___ Given data ___

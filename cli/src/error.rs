//! Error types for the command-line client.
//!
//! [`CliError`] wraps the workflow's own errors so `?` works from the
//! controller and the HTTP client up to `main`.

use std::path::PathBuf;
use thiserror::Error;

use invoiceblaze_workflow::{ApiError, WorkflowError};

/// Top-level CLI errors.
#[derive(Debug, Error)]
pub enum CliError {
    /// Rejected by the workflow before any request was sent.
    #[error(transparent)]
    Workflow(#[from] WorkflowError),

    /// Processing service or local save failure.
    #[error(transparent)]
    Api(#[from] ApiError),

    /// Invalid configuration value.
    #[error("Configuration error: {0}")]
    Config(String),

    /// A selected file could not be read.
    #[error("Failed to read {}: {source}", path.display())]
    Read {
        path: PathBuf,
        #[source]
        source: std::io::Error,
    },

    /// The HTTP client could not be built.
    #[error("HTTP client error: {0}")]
    Client(String),
}

impl CliError {
    /// HTTP status when the processing service answered with an error.
    pub fn http_status(&self) -> Option<u16> {
        match self {
            CliError::Api(err) => err.status(),
            _ => None,
        }
    }
}

/// Result type for CLI operations.
pub type CliResult<T> = Result<T, CliError>;
//! Pre-save slug repair.
//!
//! Runs after host sanitization and before the calendar plugin's own
//! save-time subscriber, so the plugin never observes an empty or
//! self-referential slug on a draft.

use slugmend_core::config::RepairConfig;
use slugmend_core::error::CoreError;
use slugmend_core::types::Record;

use crate::classify::ManagedTypes;
use crate::error::HookResult;
use crate::host::{Platform, SlugScope};
use crate::repair::{candidate_slug, needs_fix};

/// Dispatch context the host hands to the pre-save hook.
#[derive(Debug, Clone, Copy)]
pub struct SaveHookContext {
    /// Record id from the raw, unsanitized save input; 0 when absent.
    pub raw_id: i64,
    /// Whether the current save operation is an autosave.
    pub autosave: bool,
}

/// What the pre-save hook did to a draft.
#[derive(Debug, Clone, PartialEq, Eq)]
pub enum RepairOutcome {
    /// A dispatch-level precondition (autosave, revision, unmanaged type)
    /// skipped the draft entirely.
    Skipped,
    /// Draft inspected; slug already healthy, or no title to derive from.
    Intact,
    /// Slug was regenerated; the new value is also in the draft.
    Repaired(String),
}

/// ## Summary
/// Repairs an empty or self-referential slug on a sanitized draft before
/// the host persists it.
///
/// The draft is mutated in place; the host's save pipeline persists it
/// after this hook returns, so no storage call happens here.
///
/// ## Errors
/// Returns an error if the revision lookup or the uniqueness service fails,
/// or if the uniqueness service violates its contract by returning an empty
/// slug.
#[tracing::instrument(skip(platform, types, config, draft), fields(
    record_type = %draft.record_type,
    id = draft.id,
))]
pub async fn on_before_save(
    platform: Platform<'_>,
    types: &ManagedTypes,
    config: &RepairConfig,
    ctx: SaveHookContext,
    draft: &mut Record,
) -> HookResult<RepairOutcome> {
    if ctx.autosave {
        return Ok(RepairOutcome::Skipped);
    }
    if platform.store.is_revision(ctx.raw_id).await? {
        return Ok(RepairOutcome::Skipped);
    }
    if !types.is_managed(&draft.record_type) {
        return Ok(RepairOutcome::Skipped);
    }

    if !needs_fix(&draft.slug, draft.id) || draft.title.is_empty() {
        return Ok(RepairOutcome::Intact);
    }

    let candidate = candidate_slug(&draft.title, &draft.record_type, draft.id);
    let unique = platform
        .slugs
        .unique_slug(&candidate, &SlugScope::of(draft))
        .await?;
    if unique.is_empty() {
        return Err(
            CoreError::InvariantViolation("uniqueness service returned an empty slug").into(),
        );
    }

    if config.verbose {
        tracing::debug!(
            record_type = %draft.record_type,
            id = draft.id,
            old_slug = %draft.slug,
            new_slug = %unique,
            "repaired record slug before save"
        );
    }

    draft.slug = unique.clone();
    Ok(RepairOutcome::Repaired(unique))
}
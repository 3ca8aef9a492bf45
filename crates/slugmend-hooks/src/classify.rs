//! Managed-type classification shared by both hooks.

use std::collections::HashSet;

use slugmend_core::config::RepairConfig;
use slugmend_core::constants::{PAGE_TYPE, POST_TYPE, RECURRING_EVENT_TYPE};

/// Type tags the downstream calendar plugin contributes at registration
/// time. Either may be absent when the plugin does not define it; absence
/// shrinks the managed set and is not an error.
#[derive(Debug, Clone, Default)]
pub struct CalendarTypeTags {
    pub event: Option<String>,
    pub location: Option<String>,
}

/// The set of content types the repair hooks are responsible for.
///
/// Resolved once at registration; membership is process-constant after the
/// calendar plugin's optional tags are known.
#[derive(Debug, Clone)]
pub struct ManagedTypes {
    tags: HashSet<String>,
}

impl ManagedTypes {
    /// Assembles the managed set from the plugin's optional tags, the fixed
    /// recurring-event tag, and (when configured) the generic page/post
    /// tags.
    #[must_use]
    pub fn resolve(config: &RepairConfig, calendar: &CalendarTypeTags) -> Self {
        let mut tags = HashSet::new();
        if let Some(event) = &calendar.event {
            tags.insert(event.clone());
        }
        if let Some(location) = &calendar.location {
            tags.insert(location.clone());
        }
        tags.insert(RECURRING_EVENT_TYPE.to_owned());
        if config.include_page_types {
            tags.insert(PAGE_TYPE.to_owned());
            tags.insert(POST_TYPE.to_owned());
        }
        Self { tags }
    }

    /// Exact, case-sensitive membership test. The empty tag is never
    /// managed.
    #[must_use]
    pub fn is_managed(&self, type_tag: &str) -> bool {
        if type_tag.is_empty() {
            return false;
        }
        self.tags.contains(type_tag)
    }
}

___

Task objective =>
Reproduce every record above, word for word.

Exercise response =>
filename cli/src/error.rs
//! Error types for the command-line client.
//!
//! [`CliError`] wraps the workflow's own errors so `?` works from the
//! controller and the HTTP client up to `main`.

use std::path::PathBuf;
use thiserror::Error;

use invoiceblaze_workflow::{ApiError, WorkflowError};

/// Top-level CLI errors.
#[derive(Debug, Error)]
pub enum CliError {
    /// Rejected by the workflow before any request was sent.
    #[error(transparent)]
    Workflow(#[from] WorkflowError),

    /// Processing service or local save failure.
    #[error(transparent)]
    Api(#[from] ApiError),

    /// Invalid configuration value.
    #[error("Configuration error: {0}")]
    Config(String),

    /// A selected file could not be read.
    #[error("Failed to read {}: {source}", path.display())]
    Read {
        path: PathBuf,
        #[source]
        source: std::io::Error,
    },

    /// The HTTP client could not be built.
    #[error("HTTP client error: {0}")]
    Client(String),
}

impl CliError {
    /// HTTP status when the processing service answered with an error.
    pub fn http_status(&self) -> Option<u16> {
        match self {
            CliError::Api(err) => err.status(),
            _ => None,
        }
    }
}

/// Result type for CLI operations.
pub type CliResult<T> = Result<T, CliError>;
//! Pre-save slug repair.
//!
//! Runs after host sanitization and before the calendar plugin's own
//! save-time subscriber, so the plugin never observes an empty or
//! self-referential slug on a draft.

use slugmend_core::config::RepairConfig;
use slugmend_core::error::CoreError;
use slugmend_core::types::Record;

use crate::classify::ManagedTypes;
use crate::error::HookResult;
use crate::host::{Platform, SlugScope};
use crate::repair::{candidate_slug, needs_fix};

/// Dispatch context the host hands to the pre-save hook.
#[derive(Debug, Clone, Copy)]
pub struct SaveHookContext {
    /// Record id from the raw, unsanitized save input; 0 when absent.
    pub raw_id: i64,
    /// Whether the current save operation is an autosave.
    pub autosave: bool,
}

/// What the pre-save hook did to a draft.
#[derive(Debug, Clone, PartialEq, Eq)]
pub enum RepairOutcome {
    /// A dispatch-level precondition (autosave, revision, unmanaged type)
    /// skipped the draft entirely.
    Skipped,
    /// Draft inspected; slug already healthy, or no title to derive from.
    Intact,
    /// Slug was regenerated; the new value is also in the draft.
    Repaired(String),
}

/// ## Summary
/// Repairs an empty or self-referential slug on a sanitized draft before
/// the host persists it.
///
/// The draft is mutated in place; the host's save pipeline persists it
/// after this hook returns, so no storage call happens here.
///
/// ## Errors
/// Returns an error if the revision lookup or the uniqueness service fails,
/// or if the uniqueness service violates its contract by returning an empty
/// slug.
#[tracing::instrument(skip(platform, types, config, draft), fields(
    record_type = %draft.record_type,
    id = draft.id,
))]
pub async fn on_before_save(
    platform: Platform<'_>,
    types: &ManagedTypes,
    config: &RepairConfig,
    ctx: SaveHookContext,
    draft: &mut Record,
) -> HookResult<RepairOutcome> {
    if ctx.autosave {
        return Ok(RepairOutcome::Skipped);
    }
    if platform.store.is_revision(ctx.raw_id).await? {
        return Ok(RepairOutcome::Skipped);
    }
    if !types.is_managed(&draft.record_type) {
        return Ok(RepairOutcome::Skipped);
    }

    if !needs_fix(&draft.slug, draft.id) || draft.title.is_empty() {
        return Ok(RepairOutcome::Intact);
    }

    let candidate = candidate_slug(&draft.title, &draft.record_type, draft.id);
    let unique = platform
        .slugs
        .unique_slug(&candidate, &SlugScope::of(draft))
        .await?;
    if unique.is_empty() {
        return Err(
            CoreError::InvariantViolation("uniqueness service returned an empty slug").into(),
        );
    }

    if config.verbose {
        tracing::debug!(
            record_type = %draft.record_type,
            id = draft.id,
            old_slug = %draft.slug,
            new_slug = %unique,
            "repaired record slug before save"
        );
    }

    draft.slug = unique.clone();
    Ok(RepairOutcome::Repaired(unique))
}
repository 3ca8aef9a492bf45
filename crates/slugmend-hooks/src/classify.rs
//! Managed-type classification shared by both hooks.

use std::collections::HashSet;

use slugmend_core::config::RepairConfig;
use slugmend_core::constants::{PAGE_TYPE, POST_TYPE, RECURRING_EVENT_TYPE};

/// Type tags the downstream calendar plugin contributes at registration
/// time. Either may be absent when the plugin does not define it; absence
/// shrinks the managed set and is not an error.
#[derive(Debug, Clone, Default)]
pub struct CalendarTypeTags {
    pub event: Option<String>,
    pub location: Option<String>,
}

/// The set of content types the repair hooks are responsible for.
///
/// Resolved once at registration; membership is process-constant after the
/// calendar plugin's optional tags are known.
#[derive(Debug, Clone)]
pub struct ManagedTypes {
    tags: HashSet<String>,
}

impl ManagedTypes {
    /// Assembles the managed set from the plugin's optional tags, the fixed
    /// recurring-event tag, and (when configured) the generic page/post
    /// tags.
    #[must_use]
    pub fn resolve(config: &RepairConfig, calendar: &CalendarTypeTags) -> Self {
        let mut tags = HashSet::new();
        if let Some(event) = &calendar.event {
            tags.insert(event.clone());
        }
        if let Some(location) = &calendar.location {
            tags.insert(location.clone());
        }
        tags.insert(RECURRING_EVENT_TYPE.to_owned());
        if config.include_page_types {
            tags.insert(PAGE_TYPE.to_owned());
            tags.insert(POST_TYPE.to_owned());
        }
        Self { tags }
    }

    /// Exact, case-sensitive membership test. The empty tag is never
    /// managed.
    #[must_use]
    pub fn is_managed(&self, type_tag: &str) -> bool {
        if type_tag.is_empty() {
            return false;
        }
        self.tags.contains(type_tag)
    }
}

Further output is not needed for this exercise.